(Supplied records Opens)
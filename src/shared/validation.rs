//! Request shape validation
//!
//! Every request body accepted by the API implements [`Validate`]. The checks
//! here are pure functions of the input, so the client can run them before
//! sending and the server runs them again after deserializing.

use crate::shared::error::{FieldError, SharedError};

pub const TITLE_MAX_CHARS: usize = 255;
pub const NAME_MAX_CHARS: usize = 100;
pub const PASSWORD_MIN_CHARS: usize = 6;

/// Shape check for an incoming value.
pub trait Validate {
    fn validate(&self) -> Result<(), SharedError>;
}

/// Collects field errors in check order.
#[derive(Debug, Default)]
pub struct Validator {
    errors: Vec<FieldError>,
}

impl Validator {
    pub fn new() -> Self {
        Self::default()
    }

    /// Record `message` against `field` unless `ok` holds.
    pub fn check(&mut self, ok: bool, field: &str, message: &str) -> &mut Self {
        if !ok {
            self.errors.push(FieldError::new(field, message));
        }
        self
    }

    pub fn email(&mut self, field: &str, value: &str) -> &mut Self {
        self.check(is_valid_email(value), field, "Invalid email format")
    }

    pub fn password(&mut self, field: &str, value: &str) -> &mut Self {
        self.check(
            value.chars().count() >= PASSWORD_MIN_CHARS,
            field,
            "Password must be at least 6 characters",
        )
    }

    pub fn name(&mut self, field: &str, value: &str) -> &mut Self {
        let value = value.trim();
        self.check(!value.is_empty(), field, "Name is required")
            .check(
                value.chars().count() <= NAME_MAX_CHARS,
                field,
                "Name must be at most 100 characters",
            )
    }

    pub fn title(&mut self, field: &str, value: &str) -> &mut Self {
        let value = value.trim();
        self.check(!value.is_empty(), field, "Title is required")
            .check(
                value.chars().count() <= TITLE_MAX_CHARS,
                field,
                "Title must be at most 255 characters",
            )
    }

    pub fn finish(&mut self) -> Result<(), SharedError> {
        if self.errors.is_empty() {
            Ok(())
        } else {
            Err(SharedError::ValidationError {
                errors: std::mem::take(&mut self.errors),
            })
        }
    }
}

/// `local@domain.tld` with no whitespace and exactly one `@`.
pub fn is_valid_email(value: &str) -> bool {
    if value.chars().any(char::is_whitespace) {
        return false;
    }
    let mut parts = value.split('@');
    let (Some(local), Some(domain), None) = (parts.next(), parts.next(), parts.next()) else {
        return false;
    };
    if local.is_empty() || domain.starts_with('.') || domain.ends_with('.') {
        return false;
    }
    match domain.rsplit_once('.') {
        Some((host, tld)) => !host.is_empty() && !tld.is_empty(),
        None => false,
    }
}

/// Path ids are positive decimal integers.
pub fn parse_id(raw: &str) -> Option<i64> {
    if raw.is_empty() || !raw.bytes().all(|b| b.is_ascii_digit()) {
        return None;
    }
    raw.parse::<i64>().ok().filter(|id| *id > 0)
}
(Supplied records Closes)
Problem: Each record above has to be set down again, exactly and completely.

Finished task:
filename src/shared/validation.rs
//! Request shape validation
//!
//! Every request body accepted by the API implements [`Validate`]. The checks
//! here are pure functions of the input, so the client can run them before
//! sending and the server runs them again after deserializing.

use crate::shared::error::{FieldError, SharedError};

pub const TITLE_MAX_CHARS: usize = 255;
pub const NAME_MAX_CHARS: usize = 100;
pub const PASSWORD_MIN_CHARS: usize = 6;

/// Shape check for an incoming value.
pub trait Validate {
    fn validate(&self) -> Result<(), SharedError>;
}

/// Collects field errors in check order.
#[derive(Debug, Default)]
pub struct Validator {
    errors: Vec<FieldError>,
}

impl Validator {
    pub fn new() -> Self {
        Self::default()
    }

    /// Record `message` against `field` unless `ok` holds.
    pub fn check(&mut self, ok: bool, field: &str, message: &str) -> &mut Self {
        if !ok {
            self.errors.push(FieldError::new(field, message));
        }
        self
    }

    pub fn email(&mut self, field: &str, value: &str) -> &mut Self {
        self.check(is_valid_email(value), field, "Invalid email format")
    }

    pub fn password(&mut self, field: &str, value: &str) -> &mut Self {
        self.check(
            value.chars().count() >= PASSWORD_MIN_CHARS,
            field,
            "Password must be at least 6 characters",
        )
    }

    pub fn name(&mut self, field: &str, value: &str) -> &mut Self {
        let value = value.trim();
        self.check(!value.is_empty(), field, "Name is required")
            .check(
                value.chars().count() <= NAME_MAX_CHARS,
                field,
                "Name must be at most 100 characters",
            )
    }

    pub fn title(&mut self, field: &str, value: &str) -> &mut Self {
        let value = value.trim();
        self.check(!value.is_empty(), field, "Title is required")
            .check(
                value.chars().count() <= TITLE_MAX_CHARS,
                field,
                "Title must be at most 255 characters",
            )
    }

    pub fn finish(&mut self) -> Result<(), SharedError> {
        if self.errors.is_empty() {
            Ok(())
        } else {
            Err(SharedError::ValidationError {
                errors: std::mem::take(&mut self.errors),
            })
        }
    }
}

/// `local@domain.tld` with no whitespace and exactly one `@`.
pub fn is_valid_email(value: &str) -> bool {
    if value.chars().any(char::is_whitespace) {
        return false;
    }
    let mut parts = value.split('@');
    let (Some(local), Some(domain), None) = (parts.next(), parts.next(), parts.next()) else {
        return false;
    };
    if local.is_empty() || domain.starts_with('.') || domain.ends_with('.') {
        return false;
    }
    match domain.rsplit_once('.') {
        Some((host, tld)) => !host.is_empty() && !tld.is_empty(),
        None => false,
    }
}

/// Path ids are positive decimal integers.
pub fn parse_id(raw: &str) -> Option<i64> {
    if raw.is_empty() || !raw.bytes().all(|b| b.is_ascii_digit()) {
        return None;
    }
    raw.parse::<i64>().ok().filter(|id| *id > 0)
}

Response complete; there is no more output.